Transfusion threshold for patients who have undergone cardiac surgery (March 2015)

For patients undergoing cardiac surgery, significant postoperative anemia is associated with worse outcomes. However, transfusion of red blood cells carries with it significant risks and burdens. In the TITRe2 trial, 2007 patients who underwent cardiac surgery were randomly assigned to a restrictive transfusion threshold (hemoglobin <7.5 g/dL) or a liberal threshold (<9 g/dL) [10]. There was no difference in the rate of the primary combined outcome of serious infection or an ischemic event. We suggest a transfusion threshold of 7.5 to 8 g/dL for these patients. (See “Early noncardiac complications of coronary artery bypass graft surgery”, section on ‘Blood transfusion’.)


Vorapaxar particularly beneficial in patients with recent MI and diabetes (April 2015)

Patients with diabetes and myocardial infarction (MI) are at high risk of subsequent cardiovascular events. The impact of vorapaxar, an antiplatelet agent, on these high-risk individuals was evaluated in a subgroup analysis of the TRA 2P-TIMI 50 trial, which had previously shown benefit with this agent in a broad group of patients with atherosclerotic cardiovascular disease treated with at least one other antiplatelet drug (aspirin or clopidogrel) [11]. Vorapaxar lowered the risk of cardiovascular events to a greater extent in patients with diabetes and a history of MI than those without diabetes. For patients with diabetes and a recent MI who cannot receive either ticagrelor or prasugrel (our preferred P2Y12 receptor blockers; used in combination with aspirin), and who are at low risk for bleeding, we suggest that vorapaxar be added to clopidogrel and aspirin. (See “Secondary prevention of cardiovascular disease”, section on ‘Vorapaxar’.)

Duration of dual antiplatelet therapy after MI (March 2015)

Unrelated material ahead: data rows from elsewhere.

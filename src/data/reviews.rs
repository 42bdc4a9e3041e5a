//! `GET /reviews` and `GET /review_statistics`

use chrono::{DateTime, Utc};
use serde::{Deserialize, Serialize};
use std::time::Duration;

use super::{Endpoint, Resource, SubjectType};
use crate::error::ApiError;
use crate::request::ApiClient;

/// A completed review session for one subject
#[derive(Debug, Clone, PartialEq, Serialize, Deserialize)]
pub struct Review {
    pub created_at: DateTime<Utc>,
    pub assignment_id: u64,
    pub subject_id: u64,
    pub spaced_repetition_system_id: u64,
    pub starting_srs_stage: u32,
    pub ending_srs_stage: u32,
    pub incorrect_meaning_answers: u32,
    pub incorrect_reading_answers: u32,
}

impl Review {
    /// Whether both meaning and reading were answered correctly first time
    pub fn is_correct(&self) -> bool {
        self.incorrect_meaning_answers == 0 && self.incorrect_reading_answers == 0
    }
}

/// Cumulative answer statistics for one subject
#[derive(Debug, Clone, PartialEq, Serialize, Deserialize)]
pub struct ReviewStatistic {
    pub subject_id: u64,
    pub subject_type: SubjectType,
    pub meaning_correct: u32,
    pub meaning_incorrect: u32,
    pub meaning_max_streak: u32,
    pub meaning_current_streak: u32,
    pub reading_correct: u32,
    pub reading_incorrect: u32,
    pub reading_max_streak: u32,
    pub reading_current_streak: u32,
    pub percentage_correct: u32,
    #[serde(default)]
    pub hidden: bool,
}

/// Endpoint for reviews
#[derive(Debug, Clone, Copy)]
pub struct ReviewsEndpoint<'a>(Endpoint<'a>);

impl<'a> ReviewsEndpoint<'a> {
    pub fn new(api: &'a ApiClient, ttl: Duration) -> Self {
        Self(Endpoint::new(api, "reviews", ttl))
    }

    /// Lists reviews, optionally only those changed after `updated_after`
    pub async fn list(
        self,
        updated_after: Option<DateTime<Utc>>,
    ) -> Result<Vec<Resource<Review>>, ApiError> {
        self.0.list(updated_after).await
    }

    /// Fetches one review
    pub async fn get(self, id: u64) -> Result<Review, ApiError> {
        self.0.get(id).await
    }
}

/// Endpoint for review statistics
#[derive(Debug, Clone, Copy)]
pub struct ReviewStatisticsEndpoint<'a>(Endpoint<'a>);

impl<'a> ReviewStatisticsEndpoint<'a> {
    pub fn new(api: &'a ApiClient, ttl: Duration) -> Self {
        Self(Endpoint::new(api, "review_statistics", ttl))
    }

    /// Lists review statistics, optionally only those changed after `updated_after`
    pub async fn list(
        self,
        updated_after: Option<DateTime<Utc>>,
    ) -> Result<Vec<Resource<ReviewStatistic>>, ApiError> {
        self.0.list(updated_after).await
    }

    /// Fetches the statistics record with the given id
    pub async fn get(self, id: u64) -> Result<ReviewStatistic, ApiError> {
        self.0.get(id).await
    }
}
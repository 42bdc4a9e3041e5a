//! Integration tests for CLI argument handling
//!
//! Runs the binary for the paths that never reach the network.

use std::fs;
use std::process::Command;

use tempfile::TempDir;

/// Helper to run the CLI with given args and capture output
fn run_cli(args: &[&str]) -> std::process::Output {
    Command::new(env!("CARGO_BIN_EXE_wanikani"))
        .args(args)
        .env_remove("WANIKANI_API_TOKEN")
        .env_remove("WANIKANI_CACHE_DIR")
        .env_remove("RUST_LOG")
        .output()
        .expect("Failed to execute wanikani")
}

#[test]
fn test_help_flag_exits_successfully() {
    let output = run_cli(&["--help"]);
    assert!(
        output.status.success(),
        "Expected --help to exit successfully"
    );
    let stdout = String::from_utf8_lossy(&output.stdout);
    assert!(stdout.contains("wanikani"), "Help should mention wanikani");
    assert!(stdout.contains("prune"), "Help should list the prune command");
    assert!(stdout.contains("--no-cache"), "Help should mention --no-cache");
}

#[test]
fn test_missing_subcommand_fails() {
    let output = run_cli(&[]);
    assert!(!output.status.success());
}

#[test]
fn test_missing_token_prints_error_and_exits() {
    let dir = TempDir::new().expect("Failed to create temp dir");
    let cache_dir = dir.path().to_string_lossy().to_string();
    let output = run_cli(&["--cache-dir", &cache_dir, "user"]);
    assert!(!output.status.success(), "Expected missing token to fail");
    let stderr = String::from_utf8_lossy(&output.stderr);
    assert!(
        stderr.contains("WANIKANI_API_TOKEN"),
        "Should explain how to supply a token: {}",
        stderr
    );
}

#[test]
fn test_invalid_timestamp_prints_error_and_exits() {
    let output = run_cli(&["subjects", "--updated-after", "last-tuesday"]);
    assert!(!output.status.success());
    let stderr = String::from_utf8_lossy(&output.stderr);
    assert!(
        stderr.contains("Invalid timestamp"),
        "Should print error message about the timestamp: {}",
        stderr
    );
}

#[test]
fn test_prune_runs_without_token() {
    let dir = TempDir::new().expect("Failed to create temp dir");
    fs::write(dir.path().join("0123abcd.json"), r#"{"data": 1}"#)
        .expect("Failed to write cache file");
    let cache_dir = dir.path().to_string_lossy().to_string();

    let output = run_cli(&["--cache-dir", &cache_dir, "prune"]);
    assert!(output.status.success(), "Prune should not need a token");
    let stdout = String::from_utf8_lossy(&output.stdout);
    assert!(stdout.contains("Removed 0"), "Fresh file should survive: {}", stdout);
    assert!(dir.path().join("0123abcd.json").exists());
}

#[test]
fn test_prune_with_zero_age_clears_cache() {
    let dir = TempDir::new().expect("Failed to create temp dir");
    let file = dir.path().join("0123abcd.json");
    fs::write(&file, r#"{"data": 1}"#).expect("Failed to write cache file");
    fs::File::options()
        .write(true)
        .open(&file)
        .and_then(|f| {
            f.set_modified(std::time::SystemTime::now() - std::time::Duration::from_secs(60))
        })
        .expect("Failed to backdate cache file");
    let cache_dir = dir.path().to_string_lossy().to_string();

    let output = run_cli(&["--cache-dir", &cache_dir, "prune", "--max-age-hours", "0"]);
    assert!(output.status.success());
    assert!(!file.exists());
}

#[cfg(test)]
mod unit_tests {
    //! Unit tests for CLI parsing that don't require running the binary

    use clap::Parser;
    use wanikani::cli::{parse_timestamp_arg, Cli, Command};

    #[test]
    fn test_cli_status_command() {
        let cli = Cli::parse_from(["wanikani", "status"]);
        assert_eq!(cli.command, Command::Status);
    }

    #[test]
    fn test_cli_subjects_with_id() {
        let cli = Cli::parse_from(["wanikani", "subjects", "--id", "440"]);
        assert_eq!(
            cli.command,
            Command::Subjects {
                updated_after: None,
                id: Some(440)
            }
        );
    }

    #[test]
    fn test_cli_assignments_with_updated_after() {
        let cli = Cli::parse_from([
            "wanikani",
            "assignments",
            "--updated-after",
            "2024-01-31T12:00:00Z",
        ]);
        let expected = parse_timestamp_arg("2024-01-31T12:00:00Z").unwrap();
        assert_eq!(
            cli.command,
            Command::Assignments {
                updated_after: Some(expected)
            }
        );
    }

    #[test]
    fn test_cli_prune_is_tokenless() {
        let cli = Cli::parse_from(["wanikani", "prune", "--max-age-hours", "24"]);
        assert!(!cli.needs_token());
        assert_eq!(cli.command, Command::Prune { max_age_hours: 24 });
    }

    #[test]
    fn test_parse_timestamp_arg_invalid_returns_error() {
        assert!(parse_timestamp_arg("not-a-time").is_err());
    }
}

In patients with acute (ST-elevation or non-ST elevation) myocardial infarction (MI), dual antiplatelet therapy is continued for at least one year in those without contraindications such as an increased bleeding risk. PEGASUS-TIMI 54 randomly assigned 21,162 patients with prior MI (one to three years earlier) to one of two doses of ticagrelor or placebo twice daily; all patients were to receive low-dose aspirin [12]. At three years, the primary efficacy end point (a composite of cardiovascular death, MI, or stroke) occurred less often with ticagrelor than placebo but the rate of major bleeding was increased. Based on PEGASUS and the previously published dual antiplatelet therapy trial, we continue dual antiplatelet therapy for as long as an additional 36 months after one year of successful treatment. (See “Antiplatelet agents in acute non-ST elevation acute coronary syndromes”, section on ‘Duration of therapy’ and “Antiplatelet agents in acute ST elevation myocardial infarction”, section on ‘Duration’.)

Routine thrombus aspiration in STEMI not helpful (March 2015)

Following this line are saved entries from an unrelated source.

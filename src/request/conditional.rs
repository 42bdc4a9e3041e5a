//! Conditional request execution
//!
//! Each call moves through the same states:
//!
//! 1. TTL is zero: skip the cache entirely and go to the network.
//! 2. TTL is positive: look the fingerprint up in the cache store. A hit
//!    contributes `If-None-Match` / `If-Modified-Since`; the network call is
//!    still always made.
//! 3. Send the request with auth, revision and content-type headers, caller
//!    headers layered on top.
//! 4. Resolve: 304 reuses the cached payload, 2xx unwraps the envelope and
//!    refreshes the cache, anything else is an error.

use reqwest::header::{
    HeaderMap, HeaderName, HeaderValue, AUTHORIZATION, CONTENT_TYPE, ETAG, IF_MODIFIED_SINCE,
    IF_NONE_MATCH, LAST_MODIFIED,
};
use reqwest::{Client, StatusCode};
use serde_json::Value;
use std::time::Duration;
use tracing::{debug, warn};

use super::envelope::Envelope;
use super::RequestOptions;
use crate::cache::{CacheEntry, CacheLookup, CacheStore, Fingerprint};
use crate::error::ApiError;

/// Header carrying the API revision the client was written against
const REVISION_HEADER: &str = "Wanikani-Revision";

/// Issues requests and reconciles their outcome with the cache store
#[derive(Debug, Clone)]
pub struct ConditionalExecutor {
    client: Client,
    store: CacheStore,
    token: String,
    revision: String,
}

impl ConditionalExecutor {
    /// Creates an executor sending `token` and `revision` on every request
    pub fn new(
        client: Client,
        store: CacheStore,
        token: impl Into<String>,
        revision: impl Into<String>,
    ) -> Self {
        Self {
            client,
            store,
            token: token.into(),
            revision: revision.into(),
        }
    }

    /// The cache store backing this executor
    pub fn store(&self) -> &CacheStore {
        &self.store
    }

    /// Fetches `url` and returns the envelope's `data`
    ///
    /// # Arguments
    /// * `url` - Absolute request URL
    /// * `fingerprint` - Cache key for this request
    /// * `options` - Method, caller headers and body
    /// * `ttl` - Maximum age of a cache entry; zero disables the cache
    ///
    /// # Returns
    /// * `Ok(Value)` - Fresh payload, or the cached one on 304
    /// * `Err(ApiError)` - Transport failure, error status, malformed body,
    ///   or a 304 with nothing in the cache
    pub async fn execute(
        &self,
        url: &str,
        fingerprint: &Fingerprint,
        options: &RequestOptions,
        ttl: Duration,
    ) -> Result<Value, ApiError> {
        let cached = if ttl.is_zero() {
            None
        } else {
            self.cached_entry(fingerprint, ttl)
        };

        let mut headers = self.base_headers(options)?;
        if let Some(entry) = &cached {
            add_validators(&mut headers, entry);
        }

        let mut request = self
            .client
            .request(options.method.clone(), url)
            .headers(headers);
        if let Some(body) = &options.body {
            request = request.body(body.clone());
        }

        debug!(method = %options.method, url, revalidating = cached.is_some(), "sending request");
        let response = request.send().await?;
        let status = response.status();

        if status == StatusCode::NOT_MODIFIED {
            return match cached {
                Some(entry) => {
                    debug!(url, "not modified, using cached payload");
                    Ok(entry.data)
                }
                None => Err(ApiError::CacheInconsistency {
                    url: url.to_string(),
                }),
            };
        }

        if !status.is_success() {
            let message = response
                .text()
                .await
                .ok()
                .and_then(|body| error_message(&body));
            return Err(ApiError::Http {
                status: status.as_u16(),
                url: url.to_string(),
                message,
            });
        }

        let etag = header_string(response.headers(), &ETAG);
        let last_modified = header_string(response.headers(), &LAST_MODIFIED);
        let text = response.text().await?;
        let body: Value = serde_json::from_str(&text)?;
        let data = Envelope::from_value(body)?.into_data();

        if ttl.is_zero() {
            return Ok(data);
        }

        let entry = CacheEntry::new(data)
            .with_etag(etag)
            .with_last_modified(last_modified);
        if let Err(e) = self.store.write(fingerprint, &entry) {
            warn!(url, error = %e, "failed to write cache entry");
        }
        Ok(entry.data)
    }

    /// Reads a usable cache entry, logging why there isn't one
    fn cached_entry(&self, fingerprint: &Fingerprint, ttl: Duration) -> Option<CacheEntry> {
        match self.store.lookup(fingerprint, ttl) {
            CacheLookup::Hit(entry) => Some(entry),
            CacheLookup::Miss => {
                debug!(%fingerprint, "cache miss");
                None
            }
            CacheLookup::Expired => {
                debug!(%fingerprint, "cache entry expired");
                None
            }
            CacheLookup::Corrupt(reason) => {
                warn!(%fingerprint, reason = %reason, "ignoring unreadable cache entry");
                None
            }
        }
    }

    /// Fixed headers plus string-valued caller headers, which take precedence
    fn base_headers(&self, options: &RequestOptions) -> Result<HeaderMap, ApiError> {
        let mut headers = HeaderMap::new();

        let bearer = HeaderValue::from_str(&format!("Bearer {}", self.token))
            .map_err(|_| ApiError::InvalidHeader(AUTHORIZATION.to_string()))?;
        headers.insert(AUTHORIZATION, bearer);
        let revision = HeaderValue::from_str(&self.revision)
            .map_err(|_| ApiError::InvalidHeader(REVISION_HEADER.to_string()))?;
        headers.insert(HeaderName::from_static("wanikani-revision"), revision);
        headers.insert(CONTENT_TYPE, HeaderValue::from_static("application/json"));

        for (name, value) in &options.headers {
            let Some(value) = value.as_str() else {
                continue;
            };
            let header_name = HeaderName::from_bytes(name.as_bytes())
                .map_err(|_| ApiError::InvalidHeader(name.clone()))?;
            let header_value =
                HeaderValue::from_str(value).map_err(|_| ApiError::InvalidHeader(name.clone()))?;
            headers.insert(header_name, header_value);
        }

        Ok(headers)
    }
}

/// Attaches revalidation headers for whichever validators the entry carries
fn add_validators(headers: &mut HeaderMap, entry: &CacheEntry) {
    if let Some(etag) = entry.etag.as_deref().and_then(|v| HeaderValue::from_str(v).ok()) {
        headers.insert(IF_NONE_MATCH, etag);
    }
    if let Some(since) = entry
        .last_modified
        .as_deref()
        .and_then(|v| HeaderValue::from_str(v).ok())
    {
        headers.insert(IF_MODIFIED_SINCE, since);
    }
}

fn header_string(headers: &HeaderMap, name: &HeaderName) -> Option<String> {
    headers
        .get(name)
        .and_then(|v| v.to_str().ok())
        .map(String::from)
}

/// Pulls the `error` message out of an API error body, if it has one
fn error_message(body: &str) -> Option<String> {
    let value: Value = serde_json::from_str(body).ok()?;
    value.get("error")?.as_str().map(String::from)
}
//! Level progressions, resets, SRS definitions and voice actors
//!
//! These collections change rarely and are read-only.

use chrono::{DateTime, Utc};
use serde::{Deserialize, Serialize};
use std::time::Duration;

use super::{Endpoint, Resource};
use crate::error::ApiError;
use crate::request::ApiClient;

/// Timeline of one level for the user
#[derive(Debug, Clone, PartialEq, Serialize, Deserialize)]
pub struct LevelProgression {
    pub level: u32,
    pub created_at: DateTime<Utc>,
    #[serde(default)]
    pub unlocked_at: Option<DateTime<Utc>>,
    #[serde(default)]
    pub started_at: Option<DateTime<Utc>>,
    #[serde(default)]
    pub passed_at: Option<DateTime<Utc>>,
    #[serde(default)]
    pub completed_at: Option<DateTime<Utc>>,
    #[serde(default)]
    pub abandoned_at: Option<DateTime<Utc>>,
}

/// A level reset performed by the user
#[derive(Debug, Clone, PartialEq, Serialize, Deserialize)]
pub struct Reset {
    pub created_at: DateTime<Utc>,
    pub original_level: u32,
    pub target_level: u32,
    #[serde(default)]
    pub confirmed_at: Option<DateTime<Utc>>,
}

/// Definition of a spaced repetition system
#[derive(Debug, Clone, PartialEq, Serialize, Deserialize)]
pub struct SpacedRepetitionSystem {
    pub name: String,
    pub description: String,
    pub unlocking_stage_position: u32,
    pub starting_stage_position: u32,
    pub passing_stage_position: u32,
    pub burning_stage_position: u32,
    pub stages: Vec<SrsStage>,
}

/// One stage of a spaced repetition system
#[derive(Debug, Clone, PartialEq, Serialize, Deserialize)]
pub struct SrsStage {
    pub position: u32,
    /// Length of the interval, `None` for the locked and burned stages
    #[serde(default)]
    pub interval: Option<u64>,
    /// `"milliseconds"`, `"seconds"`, `"minutes"`, `"hours"`, `"days"` or `"weeks"`
    #[serde(default)]
    pub interval_unit: Option<String>,
}

impl SrsStage {
    /// The stage interval as a duration
    pub fn interval_duration(&self) -> Option<Duration> {
        let amount = self.interval?;
        let unit_secs = match self.interval_unit.as_deref()? {
            "milliseconds" => return Some(Duration::from_millis(amount)),
            "seconds" => 1,
            "minutes" => 60,
            "hours" => 3_600,
            "days" => 86_400,
            "weeks" => 604_800,
            _ => return None,
        };
        Some(Duration::from_secs(amount * unit_secs))
    }
}

/// A voice actor used for vocabulary audio
#[derive(Debug, Clone, PartialEq, Serialize, Deserialize)]
pub struct VoiceActor {
    pub name: String,
    pub gender: String,
    pub description: String,
}

/// Endpoint for level progressions
#[derive(Debug, Clone, Copy)]
pub struct LevelProgressionsEndpoint<'a>(Endpoint<'a>);

impl<'a> LevelProgressionsEndpoint<'a> {
    pub fn new(api: &'a ApiClient, ttl: Duration) -> Self {
        Self(Endpoint::new(api, "level_progressions", ttl))
    }

    pub async fn list(
        self,
        updated_after: Option<DateTime<Utc>>,
    ) -> Result<Vec<Resource<LevelProgression>>, ApiError> {
        self.0.list(updated_after).await
    }
}

/// Endpoint for resets
#[derive(Debug, Clone, Copy)]
pub struct ResetsEndpoint<'a>(Endpoint<'a>);

impl<'a> ResetsEndpoint<'a> {
    pub fn new(api: &'a ApiClient, ttl: Duration) -> Self {
        Self(Endpoint::new(api, "resets", ttl))
    }

    pub async fn list(
        self,
        updated_after: Option<DateTime<Utc>>,
    ) -> Result<Vec<Resource<Reset>>, ApiError> {
        self.0.list(updated_after).await
    }
}

/// Endpoint for spaced repetition systems
#[derive(Debug, Clone, Copy)]
pub struct SpacedRepetitionSystemsEndpoint<'a>(Endpoint<'a>);

impl<'a> SpacedRepetitionSystemsEndpoint<'a> {
    pub fn new(api: &'a ApiClient, ttl: Duration) -> Self {
        Self(Endpoint::new(api, "spaced_repetition_systems", ttl))
    }

    pub async fn list(
        self,
        updated_after: Option<DateTime<Utc>>,
    ) -> Result<Vec<Resource<SpacedRepetitionSystem>>, ApiError> {
        self.0.list(updated_after).await
    }
}

/// Endpoint for voice actors
#[derive(Debug, Clone, Copy)]
pub struct VoiceActorsEndpoint<'a>(Endpoint<'a>);

impl<'a> VoiceActorsEndpoint<'a> {
    pub fn new(api: &'a ApiClient, ttl: Duration) -> Self {
        Self(Endpoint::new(api, "voice_actors", ttl))
    }

    pub async fn list(
        self,
        updated_after: Option<DateTime<Utc>>,
    ) -> Result<Vec<Resource<VoiceActor>>, ApiError> {
        self.0.list(updated_after).await
    }
}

For patients with ST-elevation myocardial infarction (STEMI) undergoing percutaneous coronary intervention (PCI), randomized trials have provided conflicting evidence regarding the benefits and harms of manual thrombus aspiration. In the large TOTAL trial, there was no significant difference in the rate of the primary composite outcome of cardiovascular death, recurrent MI, cardiogenic shock, or severe heart failure within 180 days and a significant increase in the risk of stroke [13]. Based on evidence from randomized trials, we suggest not performing manual thrombus aspiration in patients with STEMI. (See “Suboptimal reperfusion after primary percutaneous coronary intervention in acute ST elevation myocardial infarction”, section on ‘Thrombectomy’.)

Culprit-only or multivessel PCI in patients with STEMI (October 2014, MODIFIED March 2015)

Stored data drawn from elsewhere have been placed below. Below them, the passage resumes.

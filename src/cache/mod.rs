//! Cache module for storing API payloads to disk
//!
//! Responses are keyed by a fingerprint of the request and stored one file
//! per fingerprint. Freshness is judged by file age against the caller's TTL;
//! stored ETag/Last-Modified validators let the request layer revalidate
//! instead of re-downloading.

pub mod fingerprint;
mod store;

pub use fingerprint::{fingerprint, Fingerprint};
pub use store::{default_cache_dir, CacheEntry, CacheLookup, CacheStore};
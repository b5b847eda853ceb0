//! Terminal output: status lines, delimiters, and boxed panels.

use colored::{Color, Colorize};

pub fn header(text: &str) {
    println!("\n{}", text.blue().bold());
}

pub fn success(message: &str) {
    println!("{}", format!("✅ {message}").green());
}

pub fn error(message: &str) {
    eprintln!("{}", format!("❌ {message}").red());
}

pub fn warning(message: &str) {
    println!("{}", format!("⚠️  {message}").yellow());
}

pub fn info(message: &str) {
    println!("{}", format!("ℹ️  {message}").blue());
}

pub fn delimiter() {
    println!("{}", "----------".cyan());
}

/// Render a titled box around multi-line content.
pub fn boxed(title: &str, content: &str, color: Color) {
    println!("{}", format!("┌── {title} ──┐").color(color));
    println!("{}", "│".color(color));
    for line in content.lines() {
        println!("{}", format!("│ {line}").color(color));
    }
    println!("{}", "│".color(color));
    println!("{}", "└────────────┘".color(color));
}
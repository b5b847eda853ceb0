use thiserror::Error;

/// Errors that terminate the current run.
///
/// None of these are retried: every variant is reported once with its
/// underlying detail and the process exits with status 1. User cancellation
/// is deliberately not represented here — it is a successful outcome.
#[derive(Debug, Error)]
pub enum Error {
    #[error("not a git repository")]
    NotARepository,

    #[error("no staged changes found; use 'git add' to stage your changes first")]
    NothingStaged,

    /// A git invocation exited non-zero. Carries the captured stderr.
    #[error("git command failed: {0}")]
    GitCommandFailed(String),

    #[error("failed to generate commit message: {0}")]
    DraftGenerationFailed(String),

    #[error("failed to create commit: {0}")]
    CommitFailed(String),

    #[error("DEEPSEEK_API_KEY environment variable is not set")]
    MissingApiKey,

    #[error("no suitable text editor found; set the EDITOR environment variable")]
    NoEditorAvailable,

    #[error("editor exited with code {0}")]
    EditorFailed(i32),

    #[error("prompt failed: {0}")]
    Prompt(String),

    #[error("invalid configuration: {0}")]
    Config(String),

    #[error(transparent)]
    Io(#[from] std::io::Error),
}

pub type Result<T> = std::result::Result<T, Error>;
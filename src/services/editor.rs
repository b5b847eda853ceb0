//! Editor bridge: resolve which editor to launch and run it to completion.

use crate::error::{Error, Result};
use async_trait::async_trait;
use std::path::Path;
use std::process::Stdio;
use tokio::process::Command;

/// Launches an interactive editor against a file and waits for it to close.
#[async_trait]
pub trait EditorLauncher: Send + Sync {
    /// Pick an editor: `EDITOR`, then `VISUAL`, then the first common
    /// editor found on PATH.
    fn resolve(&self) -> Result<String>;

    /// Open `path` in `editor` with inherited stdio, blocking until exit.
    async fn open(&self, path: &Path, editor: &str) -> Result<()>;
}

/// Editors probed on PATH when no environment override is set.
const EDITOR_CANDIDATES: [&str; 2] = ["vim", "nano"];

pub struct SystemEditor;

#[async_trait]
impl EditorLauncher for SystemEditor {
    fn resolve(&self) -> Result<String> {
        resolve_from(std::env::var("EDITOR").ok(), std::env::var("VISUAL").ok())
    }

    async fn open(&self, path: &Path, editor: &str) -> Result<()> {
        let status = Command::new(editor)
            .arg(path)
            .stdin(Stdio::inherit())
            .stdout(Stdio::inherit())
            .stderr(Stdio::inherit())
            .status()
            .await?;

        if !status.success() {
            return Err(Error::EditorFailed(status.code().unwrap_or(-1)));
        }

        Ok(())
    }
}

fn resolve_from(editor: Option<String>, visual: Option<String>) -> Result<String> {
    if let Some(editor) = editor.filter(|e| !e.is_empty()) {
        return Ok(editor);
    }
    if let Some(visual) = visual.filter(|v| !v.is_empty()) {
        return Ok(visual);
    }

    for candidate in EDITOR_CANDIDATES {
        if which::which(candidate).is_ok() {
            return Ok(candidate.to_string());
        }
    }

    Err(Error::NoEditorAvailable)
}

#[cfg(test)]
mod tests {
    use super::*;

    #[test]
    fn test_resolve_prefers_editor_var() {
        let editor = resolve_from(Some("code --wait".into()), Some("vi".into())).unwrap();
        assert_eq!(editor, "code --wait");
    }

    #[test]
    fn test_resolve_falls_back_to_visual() {
        let editor = resolve_from(None, Some("vi".into())).unwrap();
        assert_eq!(editor, "vi");
    }

    #[test]
    fn test_resolve_ignores_empty_values() {
        let editor = resolve_from(Some(String::new()), Some("vi".into())).unwrap();
        assert_eq!(editor, "vi");
    }

    #[tokio::test]
    async fn test_open_reports_nonzero_exit() {
        let result = SystemEditor.open(Path::new("/nonexistent"), "false").await;
        assert!(matches!(result, Err(Error::EditorFailed(1))));
    }
}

For patients with ST-elevation myocardial infarction (STEMI), the evidence is increasing that complete, multi-vessel percutaneous coronary intervention (PCI) performed prior to hospital discharge leads to better outcomes than a strategy of culprit vessel only PCI. The CvLPRIT trial randomly assigned 296 patients to complete revascularization during the hospitalization or infarct related artery-only revascularization [14]. The primary composite end point (all-cause death, recurrent MI, heart failure, and ischemia-driven revascularization at 12 months) occurred significantly less often in the complete revascularization group. Based on this trial and the previously published PRAMI trial, we perform PCI of non-culprit lesions during the index hospitalization in most patients with STEMI. (See “Primary percutaneous coronary intervention in acute ST elevation myocardial infarction: Periprocedural management”, section on ‘Non-culprit PCI’.)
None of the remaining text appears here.